• REQUIRED ACTION:
In the material below, the lines containing the word "precedence" are required; copy each of them.

• DATA RECORDS:
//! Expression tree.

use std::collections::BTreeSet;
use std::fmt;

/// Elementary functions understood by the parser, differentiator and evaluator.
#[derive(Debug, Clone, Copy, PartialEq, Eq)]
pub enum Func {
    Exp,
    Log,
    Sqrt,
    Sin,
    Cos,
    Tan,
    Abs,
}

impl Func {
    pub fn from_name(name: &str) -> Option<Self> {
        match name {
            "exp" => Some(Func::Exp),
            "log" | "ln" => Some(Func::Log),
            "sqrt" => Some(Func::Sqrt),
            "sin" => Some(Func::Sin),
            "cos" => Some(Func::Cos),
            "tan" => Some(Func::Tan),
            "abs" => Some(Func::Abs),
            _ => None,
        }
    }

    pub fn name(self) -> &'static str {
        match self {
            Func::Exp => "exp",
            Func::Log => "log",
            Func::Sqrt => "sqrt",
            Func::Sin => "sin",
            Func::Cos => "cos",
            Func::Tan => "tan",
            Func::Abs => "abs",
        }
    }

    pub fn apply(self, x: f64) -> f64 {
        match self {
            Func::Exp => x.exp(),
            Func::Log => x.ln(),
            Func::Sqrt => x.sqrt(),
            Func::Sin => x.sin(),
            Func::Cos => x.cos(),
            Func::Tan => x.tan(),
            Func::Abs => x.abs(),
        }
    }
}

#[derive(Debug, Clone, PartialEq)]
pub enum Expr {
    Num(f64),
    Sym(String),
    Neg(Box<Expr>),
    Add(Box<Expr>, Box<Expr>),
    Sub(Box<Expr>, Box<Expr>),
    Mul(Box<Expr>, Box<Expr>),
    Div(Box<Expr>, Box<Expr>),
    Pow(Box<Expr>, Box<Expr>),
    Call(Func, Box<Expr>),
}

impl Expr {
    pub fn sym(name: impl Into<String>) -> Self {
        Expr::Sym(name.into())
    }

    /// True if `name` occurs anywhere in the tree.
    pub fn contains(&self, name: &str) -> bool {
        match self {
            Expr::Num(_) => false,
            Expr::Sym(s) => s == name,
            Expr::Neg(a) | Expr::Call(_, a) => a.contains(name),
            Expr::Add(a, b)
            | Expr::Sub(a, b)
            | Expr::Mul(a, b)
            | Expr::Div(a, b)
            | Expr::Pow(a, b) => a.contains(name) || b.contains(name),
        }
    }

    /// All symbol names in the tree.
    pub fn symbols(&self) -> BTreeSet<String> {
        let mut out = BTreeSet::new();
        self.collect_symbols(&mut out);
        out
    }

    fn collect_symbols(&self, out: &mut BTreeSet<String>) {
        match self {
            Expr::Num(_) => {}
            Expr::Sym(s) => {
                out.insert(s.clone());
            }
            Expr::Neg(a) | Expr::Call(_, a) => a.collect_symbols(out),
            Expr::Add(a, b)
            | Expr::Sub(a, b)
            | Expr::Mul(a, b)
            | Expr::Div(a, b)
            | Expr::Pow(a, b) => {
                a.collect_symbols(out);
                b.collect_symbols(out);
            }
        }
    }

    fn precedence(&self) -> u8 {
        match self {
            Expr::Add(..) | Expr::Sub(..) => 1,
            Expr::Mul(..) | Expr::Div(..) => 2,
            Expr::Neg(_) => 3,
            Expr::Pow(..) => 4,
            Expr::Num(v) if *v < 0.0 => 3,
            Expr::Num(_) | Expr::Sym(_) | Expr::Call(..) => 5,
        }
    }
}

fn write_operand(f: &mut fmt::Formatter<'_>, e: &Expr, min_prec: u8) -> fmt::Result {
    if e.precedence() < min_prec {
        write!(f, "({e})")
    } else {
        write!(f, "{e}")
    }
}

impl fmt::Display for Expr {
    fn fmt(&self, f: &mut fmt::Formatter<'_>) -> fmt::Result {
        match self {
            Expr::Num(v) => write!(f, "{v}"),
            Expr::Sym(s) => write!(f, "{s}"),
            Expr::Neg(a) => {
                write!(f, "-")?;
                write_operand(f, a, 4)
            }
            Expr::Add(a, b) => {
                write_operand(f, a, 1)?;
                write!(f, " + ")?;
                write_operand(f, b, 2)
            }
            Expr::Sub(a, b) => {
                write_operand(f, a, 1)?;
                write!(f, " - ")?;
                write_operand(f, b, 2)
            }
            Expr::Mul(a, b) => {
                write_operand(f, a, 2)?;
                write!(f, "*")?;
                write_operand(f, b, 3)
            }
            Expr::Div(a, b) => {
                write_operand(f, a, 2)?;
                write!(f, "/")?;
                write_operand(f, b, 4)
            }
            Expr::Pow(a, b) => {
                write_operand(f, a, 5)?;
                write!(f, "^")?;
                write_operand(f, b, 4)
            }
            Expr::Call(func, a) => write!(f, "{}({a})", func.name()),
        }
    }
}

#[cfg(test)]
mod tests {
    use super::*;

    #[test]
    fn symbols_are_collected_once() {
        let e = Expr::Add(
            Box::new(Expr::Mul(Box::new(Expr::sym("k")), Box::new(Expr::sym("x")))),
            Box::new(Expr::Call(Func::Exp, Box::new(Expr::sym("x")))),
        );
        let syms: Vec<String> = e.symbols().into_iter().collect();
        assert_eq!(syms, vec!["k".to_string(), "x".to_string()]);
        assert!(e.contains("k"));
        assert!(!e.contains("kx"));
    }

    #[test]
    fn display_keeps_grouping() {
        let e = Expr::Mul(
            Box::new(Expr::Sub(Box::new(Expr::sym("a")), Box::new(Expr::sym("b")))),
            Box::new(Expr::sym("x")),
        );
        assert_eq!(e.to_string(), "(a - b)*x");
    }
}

---

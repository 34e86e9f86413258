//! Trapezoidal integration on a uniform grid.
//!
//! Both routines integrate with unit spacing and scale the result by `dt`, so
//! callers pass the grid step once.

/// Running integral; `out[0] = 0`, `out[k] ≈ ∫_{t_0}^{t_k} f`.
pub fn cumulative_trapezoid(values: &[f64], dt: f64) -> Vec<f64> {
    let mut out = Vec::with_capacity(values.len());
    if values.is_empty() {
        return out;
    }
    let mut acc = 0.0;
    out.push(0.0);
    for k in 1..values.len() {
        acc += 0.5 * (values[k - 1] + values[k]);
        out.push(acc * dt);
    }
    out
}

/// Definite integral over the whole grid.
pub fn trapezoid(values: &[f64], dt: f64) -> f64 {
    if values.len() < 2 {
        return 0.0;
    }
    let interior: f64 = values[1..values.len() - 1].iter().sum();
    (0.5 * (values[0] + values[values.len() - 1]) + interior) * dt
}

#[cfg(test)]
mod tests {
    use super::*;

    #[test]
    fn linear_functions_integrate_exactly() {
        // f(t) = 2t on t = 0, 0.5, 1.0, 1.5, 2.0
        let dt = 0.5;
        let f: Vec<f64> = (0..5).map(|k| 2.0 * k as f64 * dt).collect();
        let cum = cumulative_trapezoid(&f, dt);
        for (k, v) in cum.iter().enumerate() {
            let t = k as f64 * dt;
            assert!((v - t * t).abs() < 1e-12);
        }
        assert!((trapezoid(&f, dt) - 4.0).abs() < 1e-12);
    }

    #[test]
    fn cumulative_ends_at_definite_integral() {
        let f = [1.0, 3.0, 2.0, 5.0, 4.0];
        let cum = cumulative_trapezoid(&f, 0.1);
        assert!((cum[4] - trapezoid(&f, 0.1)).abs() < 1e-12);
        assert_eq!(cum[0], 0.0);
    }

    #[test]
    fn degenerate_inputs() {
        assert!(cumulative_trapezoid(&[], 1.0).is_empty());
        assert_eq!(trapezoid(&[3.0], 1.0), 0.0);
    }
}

• REPLY TO THE EXERCISE:
    fn precedence(&self) -> u8 {
    if e.precedence() < min_prec {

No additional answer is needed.